Okay, I need a reality check about how defederation works:
Say, Instance A defederates from Instance C, but there is an Instance B that federates with both.
Can people with accounts on B boost toots from people on A into timelines of people on C?
Can this happen the other way: toots from C boosted by B into A's timelines?
@rysiek Assuming signed fetch is enabled, here's what I understand should generally happen:
A makes a post, may send it to B, does not send it to C
B boosts the post from A, it may send the Announce activity to C. The activity can contain the actual object (idk if any software does it like this), but can also just be a reference.
C will see the Announce activity. It does not yet have the object itself, so it needs to get it somehow. If the object is embedded in the activity, it can't be sure that the object (who belongs to A) is not tampered with, so it will try to fetch it from A. If the activity only contains a reference, it will also try to fetch it from A. So in any case, C should try to fetch it from A.
If A has signed fetch enabled, then C needs to authorise itself, meaning that A knows it's C who fetches, and thus A can decide to not send the object. So no, in this case it's not generally possible for B to boost it into C's TL's.
For the other way around, no. When an object comes in from C, A will simply ignore/drop it.
Some things to note:
Without signed fetch, A won't know who tries to fetch the object, so C will just get it and thus it will show in the TL's (and thus, yes, in this case it's possible for B to boost it into C's TL's).
Signed fetch can be worked-around easily with accept-by-default federation (what basically all server do). E.g. If the admin of C really wants, they can get another domain that isn't blocked, and change their instance code so it pretends to be an instance on this non-blocked domain.
While the post wont show on C, there's still a meta data leak. In this example the Announce activity (which, without the object, won't normally be shown on TL's), but it can also be a reply. In that case the post itself wont show, but the reply may provide info about the content of the post.

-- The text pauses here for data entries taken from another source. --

//! Reading frame of the first transcribed base relative to a transcript's coding exons.

use crate::annotation::{Gene, Transcript};
use crate::contig::Position;
use crate::sequence::{Assembly, reverse_complement};
use crate::strand::Strand;

const START_CODON: &[u8; 3] = b"ATG";

/// Outcome of [`get_reading_frame`].
#[derive(Debug, Clone, Copy, PartialEq, Eq, Default)]
pub struct ReadingFrame {
    /// Frame (0, 1 or 2) of the first transcribed base, None if it cannot be determined.
    pub frame: Option<u8>,
    /// Index of the first coding exon in transcription order, if the transcript has one.
    pub start_exon: Option<usize>,
}

impl ReadingFrame {
    #[must_use]
    pub fn unknown() -> Self {
        Self::default()
    }
}

/// Whether the coding region of `transcript.exons[exon]` begins with ATG on the gene's strand.
fn has_start_codon(transcript: &Transcript, exon: usize, gene: &Gene, assembly: &Assembly) -> bool {
    let Some(cds) = transcript.exons[exon].coding_region else {
        return false;
    };
    match gene.strand {
        Strand::Forward => assembly
            .substring(gene.contig, cds.start, 3)
            .is_some_and(|codon| codon.eq_ignore_ascii_case(START_CODON)),
        Strand::Reverse => assembly
            .substring(gene.contig, cds.end - 2, 3)
            .is_some_and(|codon| reverse_complement(codon).eq_ignore_ascii_case(START_CODON)),
    }
}

/// Determine the reading frame of `transcribed_bases[from]`.
///
/// `transcribed_bases` maps each character of a fusion transcript to its
/// genomic position (None for inserted or control characters); only
/// `from..=to` is considered. The frame is derived from the first base in that
/// range that falls into a coding exon, counting the coding lengths of all
/// exons skipped since the start codon, and then stepped back to `from` over
/// the bases that have a genomic position.
///
/// The frame is None when the transcript is unknown or non-coding, when its
/// annotated start codon is not ATG, or when no base lies in a coding exon.
pub fn get_reading_frame(
    transcribed_bases: &[Option<Position>],
    from: usize,
    to: usize,
    transcript: Option<&Transcript>,
    gene: &Gene,
    assembly: &Assembly,
) -> ReadingFrame {
    let Some(transcript) = transcript else {
        return ReadingFrame::unknown();
    };

    // exon containing the start codon
    let start_exon = transcript
        .first_exon(gene.strand)
        .and_then(|first| {
            transcript
                .exons_from(first, gene.strand)
                .find(|(_, exon)| exon.is_coding())
        })
        .map(|(index, _)| index);
    let Some(start_exon) = start_exon else {
        return ReadingFrame::unknown();
    };

    let mut result = ReadingFrame {
        frame: None,
        start_exon: Some(start_exon),
    };

    // a coding region that does not begin with ATG is mis-annotated
    if !has_start_codon(transcript, start_exon, gene, assembly) {
        return result;
    }

    let last = to.min(transcribed_bases.len().saturating_sub(1));
    let mut skipped_coding_bases: Position = 0;
    let mut found: Option<(usize, Position)> = None;
    for (_, exon) in transcript.exons_from(start_exon, gene.strand) {
        let Some(cds) = exon.coding_region else {
            continue;
        };
        let hit = (from..=last).find_map(|position| {
            transcribed_bases[position]
                .filter(|&genomic| cds.contains(genomic))
                .map(|genomic| (position, genomic))
        });
        match hit {
            Some((position, genomic)) => {
                let offset = match gene.strand {
                    Strand::Forward => genomic - cds.start,
                    Strand::Reverse => cds.end - genomic,
                };
                found = Some((position, (skipped_coding_bases + offset) % 3));
                break;
            }
            None => skipped_coding_bases += cds.len(),
        }
    }

    // the fusion transcript does not overlap any coding region
    let Some((coding_base, frame)) = found else {
        return result;
    };

    // step back to the first transcribed base, skipping control characters and insertions
    let mut frame = u8::try_from(frame).unwrap_or(0);
    for position in (from..coding_base).rev() {
        if transcribed_bases[position].is_some() {
            frame = (frame + 2) % 3;
        }
    }

    result.frame = Some(frame);
    result
}

#[cfg(test)]
mod tests {
    use super::*;
    use crate::annotation::{CodingRegion, Exon, GeneAnnotation, TranscriptId};

    fn exon(start: Position, end: Position, cds: Option<(Position, Position)>) -> Exon {
        Exon {
            start,
            end,
            coding_region: cds.map(|(start, end)| CodingRegion { start, end }),
        }
    }

    fn setup(strand: Strand, exons: Vec<Exon>) -> (GeneAnnotation, TranscriptId) {
        let mut annotation = GeneAnnotation::new();
        let gene = annotation
            .add_gene(Gene {
                id: "G".to_string(),
                name: "G".to_string(),
                contig: 0,
                start: 0,
                end: 1000,
                strand,
                is_protein_coding: true,
            })
            .unwrap();
        let tx = annotation.add_transcript(gene, "T", exons).unwrap();
        (annotation, tx)
    }

    /// 1 kb of C with the given motifs placed at 0-based offsets.
    fn assembly_with(motifs: &[(usize, &[u8])]) -> Assembly {
        let mut seq = vec![b'C'; 1000];
        for (offset, motif) in motifs {
            seq[*offset..*offset + motif.len()].copy_from_slice(motif);
        }
        let mut assembly = Assembly::new();
        assembly.insert(0, seq);
        assembly
    }

    fn positions(values: &[i32]) -> Vec<Option<Position>> {
        values.iter().map(|&v| (v >= 0).then_some(v)).collect()
    }

    fn frame_of(
        strand: Strand,
        exons: Vec<Exon>,
        assembly: &Assembly,
        bases: &[Option<Position>],
    ) -> ReadingFrame {
        let (annotation, tx) = setup(strand, exons);
        let transcript = annotation.transcript(tx);
        let gene = annotation.gene(transcript.gene);
        get_reading_frame(bases, 0, bases.len() - 1, Some(transcript), gene, assembly)
    }

    #[test]
    fn unknown_transcript() {
        let (annotation, tx) = setup(Strand::Forward, vec![exon(100, 200, Some((100, 200)))]);
        let gene = annotation.gene(annotation.transcript(tx).gene);
        let result = get_reading_frame(&[Some(100)], 0, 0, None, gene, &Assembly::new());
        assert_eq!(result, ReadingFrame::unknown());
    }

    #[test]
    fn non_coding_transcript() {
        let assembly = assembly_with(&[(100, b"ATG")]);
        let result = frame_of(
            Strand::Forward,
            vec![exon(100, 200, None), exon(300, 400, None)],
            &assembly,
            &positions(&[100, 101]),
        );
        assert_eq!(result.frame, None);
        assert_eq!(result.start_exon, None);
    }

    #[test]
    fn missing_start_codon() {
        let assembly = assembly_with(&[(100, b"ATC")]);
        let result = frame_of(
            Strand::Forward,
            vec![exon(100, 200, Some((100, 200)))],
            &assembly,
            &positions(&[100, 101, 102]),
        );
        assert_eq!(result.frame, None);
        assert_eq!(result.start_exon, Some(0));
    }

    #[test]
    fn forward_first_coding_exon() {
        let assembly = assembly_with(&[(110, b"ATG")]);
        let exons = vec![exon(50, 60, None), exon(100, 200, Some((110, 200)))];
        for (first, expected) in [(110, 0), (111, 1), (112, 2), (113, 0), (120, 1)] {
            let result = frame_of(
                Strand::Forward,
                exons.clone(),
                &assembly,
                &positions(&[first, first + 1]),
            );
            assert_eq!(result.frame, Some(expected), "first base at {first}");
            assert_eq!(result.start_exon, Some(1));
        }
    }

    #[test]
    fn forward_skipped_exons_shift_frame() {
        let assembly = assembly_with(&[(103, b"ATG")]);
        // first exon contributes 7 coding bases
        let exons = vec![exon(100, 109, Some((103, 109))), exon(200, 220, Some((200, 220)))];
        let result = frame_of(Strand::Forward, exons.clone(), &assembly, &positions(&[203, 204]));
        assert_eq!(result.frame, Some(1));

        // two leading bases outside any coding exon step the frame back twice
        let result = frame_of(Strand::Forward, exons, &assembly, &positions(&[50, 51, 203]));
        assert_eq!(result.frame, Some(2));
    }

    #[test]
    fn control_characters_do_not_count() {
        let assembly = assembly_with(&[(103, b"ATG")]);
        let exons = vec![exon(100, 109, Some((103, 109))), exon(200, 220, Some((200, 220)))];
        let result = frame_of(Strand::Forward, exons, &assembly, &positions(&[-1, 51, -1, 203]));
        assert_eq!(result.frame, Some(0));
    }

    #[test]
    fn reverse_strand() {
        // reverse complement of CAT is ATG
        let assembly = assembly_with(&[(148, b"CAT")]);
        let exons = vec![exon(100, 150, Some((100, 150)))];
        for (first, expected) in [(150, 0), (149, 1), (148, 2), (147, 0), (146, 1)] {
            let result = frame_of(
                Strand::Reverse,
                exons.clone(),
                &assembly,
                &positions(&[first, first - 1]),
            );
            assert_eq!(result.frame, Some(expected), "first base at {first}");
        }
    }

    #[test]
    fn reverse_strand_walks_exons_backwards() {
        let assembly = assembly_with(&[(498, b"CAT")]);
        // start codon exon is the last one; it contributes 11 coding bases
        let exons = vec![exon(100, 150, Some((100, 150))), exon(480, 600, Some((490, 500)))];
        let result = frame_of(Strand::Reverse, exons, &assembly, &positions(&[150, 149]));
        assert_eq!(result.start_exon, Some(1));
        assert_eq!(result.frame, Some(2));
    }

    #[test]
    fn no_overlap_with_coding_region() {
        let assembly = assembly_with(&[(110, b"ATG")]);
        let result = frame_of(
            Strand::Forward,
            vec![exon(100, 200, Some((110, 200)))],
            &assembly,
            &positions(&[300, 301, -1]),
        );
        assert_eq!(result.frame, None);
        assert_eq!(result.start_exon, Some(0));
    }

    #[test]
    fn start_codon_outside_assembly() {
        let assembly = assembly_with(&[]);
        let result = frame_of(
            Strand::Reverse,
            vec![exon(0, 1, Some((0, 1)))],
            &assembly,
            &positions(&[0]),
        );
        assert_eq!(result.frame, None);
    }
}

I'm speaking generically, not for one specific implementation.
I thought that you could pass around activities signed by their actors (I recall a mechanism called Linked Data Signatures, but now when trying to look it up ended up in a maze of specs, all different: its spec was apparently subsumed by https://w3c.github.io/vc-data-integrity/, which uses some terminology that's confusing for me at first glance). Do I recall correctly that one could do that in principle in APub? Do you know if anyserver does that?
@robryk @ilja @rysiek By the knowledge of year 2019, Mastodon has implemented support for LDsigs as well as HTTPsigs (ephemeral signatures, fetching from origin required), while Pleroma (and thus probably Akkoma) only implement HTTPsigs.
One way for preventing post verification for blocked instances despite signed object announces would be preventing the blocked instance from retrieving the user key. But keys are public properties of a user profile right now.
->
@robryk @ilja @rysiek
We probably need to face that there's no such thing like "almost-public posts".
The only thing we can achieve is preventing interaction below our post – at least on our own instance and on the ones of our followers, as we won't relay these replies to all our followers like done otherwise.
I would dearly like to see more ActivityPub clients as opposed to Mastodon clients, and with the current sad state of proxy fetching anything not publicly fetchable is hard to observe for such clients. (Sure, they'd need the rest of c2s implemented to actually write something, but readonly ones are already pretty useful.) Thus I'd really like us not to do mostly-ineffective public-except-for-blocks posts, because they're not public enough for such clients to see them but also don't help that much against the original problem.